O presidente do Senado, Davi Alcolumbre (União-AP), finalmente decidiu abandonar qualquer tentativa de disfarçar sua crescente irritação com o governo Lula — se é que um dia tentou. Ao anunciar que o PL antifacção será votado na próxima semana, Alcolumbre praticamente enviou ao Planalto uma mensagem em caixa alta: “Se vocês querem articulação, procurem outra porta.”
A frase “Vamos votar o PL antifacção na semana que vem”, dita após a sessão do Congresso, tem menos a ver com calendário e mais com política — política dura, direta, sem anestesia. Alcolumbre não está apenas acelerando um projeto que o governo gostaria de segurar; ele está lembrando Lula de que quem pauta o Senado é ele, não a vontade do Executivo, nem seus apelos tardios por “mais tempo”.
A Câmara aprovou o texto de forma avassaladora — 370 votos favoráveis — mas o substitutivo de Guilherme Derrite (PP-SP) virou do avesso o projeto original do governo. E é esse Frankenstein legislativo que chegará ao Senado, enquanto Alcolumbre observa, de braços cruzados, o Planalto tentar juntar cacos que ele mesmo empurrou mesa abaixo.
O governo esperneia dizendo que o substitutivo enfraquece a Polícia Federal ao redistribuir recursos recuperados em operações. Pode até ser verdade — mas Alcolumbre, sempre muito sensível a dramas do Executivo, decidiu não se comover. A pressa dele em votar é menos legislativa e mais pedagógica: uma aula de “quem manda” que o governo Lula parece ter faltado desde o início da legislatura.

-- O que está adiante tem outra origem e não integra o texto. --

//! Telemetry and observability setup
//!
//! Configures structured logging with tracing and tracing-subscriber.

use std::sync::Once;
use tracing_subscriber::{EnvFilter, layer::SubscriberExt, util::SubscriberInitExt};

static INIT: Once = Once::new();

/// Initialize the tracing subscriber
///
/// Only the first call per process installs a subscriber; later calls are
/// ignored. `RUST_LOG` wins over `default_level` when set.
///
/// ```no_run
/// gatehouse::telemetry::init("info");
/// tracing::info!("Gateway started");
/// ```
pub fn init(default_level: &str) {
    INIT.call_once(|| {
        let filter = EnvFilter::try_from_default_env().unwrap_or_else(|_| {
            EnvFilter::new(format!("gatehouse={},tower_http=debug", default_level))
        });

        tracing_subscriber::registry()
            .with(filter)
            .with(tracing_subscriber::fmt::layer())
            .init();
    });
}

#[cfg(test)]
mod tests {
    use super::*;

    #[test]
    fn test_init_is_idempotent() {
        init("debug");
        init("trace");
        assert!(INIT.is_completed());
    }
}
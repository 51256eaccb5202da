//! Anthropic Messages API endpoint (`/v1/messages`)

use axum::{extract::Request, extract::State, response::Response};

use crate::error::AppError;
use crate::handlers::AppState;
use crate::handlers::proxy::{self, ClientApi};

pub async fn handler(
    State(state): State<AppState>,
    request: Request,
) -> Result<Response, AppError> {
    proxy::forward(state, ClientApi::Messages, request).await
}
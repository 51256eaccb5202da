//! Admission middleware
//!
//! Admits the request through the `LoadShedder` before it reaches routing and
//! rejects it with 503 + `Retry-After` when overloaded. The admission token is
//! placed in the request extensions (the handler hands a clone to the
//! streaming relay as its "finish" signal) and bound to the response body: the
//! body being dropped, on completion or client disconnect, is the "close"
//! signal. Whichever fires first releases; the other is a no-op.

use crate::error::AppError;
use crate::shedder::{AdmissionToken, LoadShedder};
use axum::{
    body::Body,
    extract::{Request, State},
    middleware::Next,
    response::Response,
};
use futures::StreamExt;
use std::sync::Arc;

pub async fn load_shed_middleware(
    State(shedder): State<Arc<LoadShedder>>,
    mut request: Request,
    next: Next,
) -> Result<Response, AppError> {
    let token = shedder.admit()?;
    request.extensions_mut().insert(token.clone());

    let response = next.run(request).await;
    Ok(release_on_close(response, token))
}

/// Releases its token when the response body is dropped
struct CloseSignal(AdmissionToken);

impl Drop for CloseSignal {
    fn drop(&mut self) {
        if self.0.release() {
            tracing::trace!(token_id = %self.0.id(), "Admission released on body close");
        }
    }
}

fn release_on_close(response: Response, token: AdmissionToken) -> Response {
    let (parts, body) = response.into_parts();
    let signal = CloseSignal(token);
    let body = body.into_data_stream().map(move |chunk| {
        let _held = &signal;
        chunk
    });
    Response::from_parts(parts, Body::from_stream(body))
}
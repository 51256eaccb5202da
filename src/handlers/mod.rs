//! HTTP request handlers for the Gatehouse API

use crate::config::Config;
use crate::error::{AppError, AppResult};
use crate::fallback::FallbackCoordinator;
use crate::metrics::Metrics;
use crate::middleware::{load_shed_middleware, request_id_middleware};
use crate::resilience::BreakerRegistry;
use crate::shedder::{LoadShedder, ResourceProbe};
use axum::{
    Router, middleware,
    routing::{get, post},
};
use std::sync::Arc;
use tower_http::trace::TraceLayer;

pub mod completions;
pub mod health;
pub mod messages;
pub mod metrics;
pub mod proxy;
pub mod types;

/// Application state shared across all handlers
///
/// All fields are Arc'd for cheap cloning across Axum handlers.
#[derive(Clone)]
pub struct AppState {
    config: Arc<Config>,
    coordinator: Arc<FallbackCoordinator>,
    shedder: Arc<LoadShedder>,
    breakers: Arc<BreakerRegistry>,
    metrics: Metrics,
}

impl AppState {
    /// Build the gateway from validated configuration
    ///
    /// `probe` supplies resource readings to the load shedder; production
    /// passes a `SystemProbe`, tests a `FixedProbe`.
    pub fn new(config: Arc<Config>, probe: Arc<dyn ResourceProbe>) -> AppResult<Self> {
        let metrics = Metrics::new()
            .map_err(|e| AppError::Internal(format!("Failed to initialize metrics: {}", e)))?;
        let breakers = Arc::new(BreakerRegistry::new(
            config.backends.iter().map(|b| b.name()),
            &config.circuit_breaker,
            &metrics,
        ));
        let coordinator = Arc::new(FallbackCoordinator::from_config(
            &config,
            breakers.clone(),
            metrics.clone(),
        )?);
        let shedder = Arc::new(LoadShedder::new(
            &config.load_shedding,
            probe,
            metrics.clone(),
        ));

        Ok(Self {
            config,
            coordinator,
            shedder,
            breakers,
            metrics,
        })
    }

    pub fn config(&self) -> &Config {
        &self.config
    }

    pub fn coordinator(&self) -> &FallbackCoordinator {
        &self.coordinator
    }

    pub fn shedder(&self) -> &Arc<LoadShedder> {
        &self.shedder
    }

    pub fn breakers(&self) -> &BreakerRegistry {
        &self.breakers
    }

    pub fn metrics(&self) -> &Metrics {
        &self.metrics
    }
}

/// Assemble the HTTP surface
///
/// Proxy routes sit behind admission control; health and metrics do not, so
/// operators can still observe a gateway that is shedding load.
pub fn router(state: AppState) -> Router {
    let proxied = Router::new()
        .route("/messages", post(messages::handler))
        .route("/v1/messages", post(messages::handler))
        .route("/chat/completions", post(completions::handler))
        .route("/v1/chat/completions", post(completions::handler))
        .route_layer(middleware::from_fn_with_state(
            state.shedder().clone(),
            load_shed_middleware,
        ));

    Router::new()
        .route("/health/live", get(health::live))
        .route("/health/ready", get(health::ready))
        .route("/metrics", get(metrics::handler))
        .merge(proxied)
        .layer(middleware::from_fn(request_id_middleware))
        .layer(TraceLayer::new_for_http())
        .with_state(state)
}

#[cfg(test)]
pub(crate) mod test_support {
    use super::*;
    use crate::shedder::FixedProbe;
    use std::str::FromStr;

    pub const TEST_CONFIG: &str = r#"
[server]
host = "127.0.0.1"
port = 3000

[[backends]]
name = "local"
base_url = "http://127.0.0.1:9"
api = "openai"

[[backends]]
name = "cloud"
base_url = "http://127.0.0.1:9"
api = "anthropic"

[routing]
prefer_local = true
local_backend = "local"
cloud_backend = "cloud"
"#;

    pub fn state_with_probe(probe: Arc<FixedProbe>) -> AppState {
        let config = Config::from_str(TEST_CONFIG).expect("test config should parse");
        AppState::new(Arc::new(config), probe).expect("state should build")
    }
}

Analiticamente, o movimento de Alcolumbre revela três coisas:
- A insatisfação dele com o Planalto não é episódica — é acumulada, e agora virou método.
- A articulação política do governo está tão fragilizada que até aliados formais já não fazem questão de esconder o distanciamento.
- O Senado caminha para uma autonomia desconfortável ao Executivo, que vive reclamando da falta de “harmonia entre os Poderes”, enquanto Alcolumbre responde com ironia silenciosa e pautas inconvenientes.
O senador Alessandro Vieira (MDB-SE) deve apresentar seu parecer na terça-feira (2), mas esse é, no máximo, um detalhe técnico num tabuleiro cada vez mais político. Com Alcolumbre à frente, o recado está dado: o Senado não será o pronto-socorro do governo Lula, nem o espaço para desfazer trapalhadas da Câmara. E, se o Planalto quiser alguma consideração, terá primeiro de recuperar algo que há muito perdeu: prestígio.
Enquanto isso, Alcolumbre segue impassível — quase divertido — observando o governo correr atrás do próprio rabo tentando reverter um texto que ele mesmo decidiu empurrar ladeira abaixo.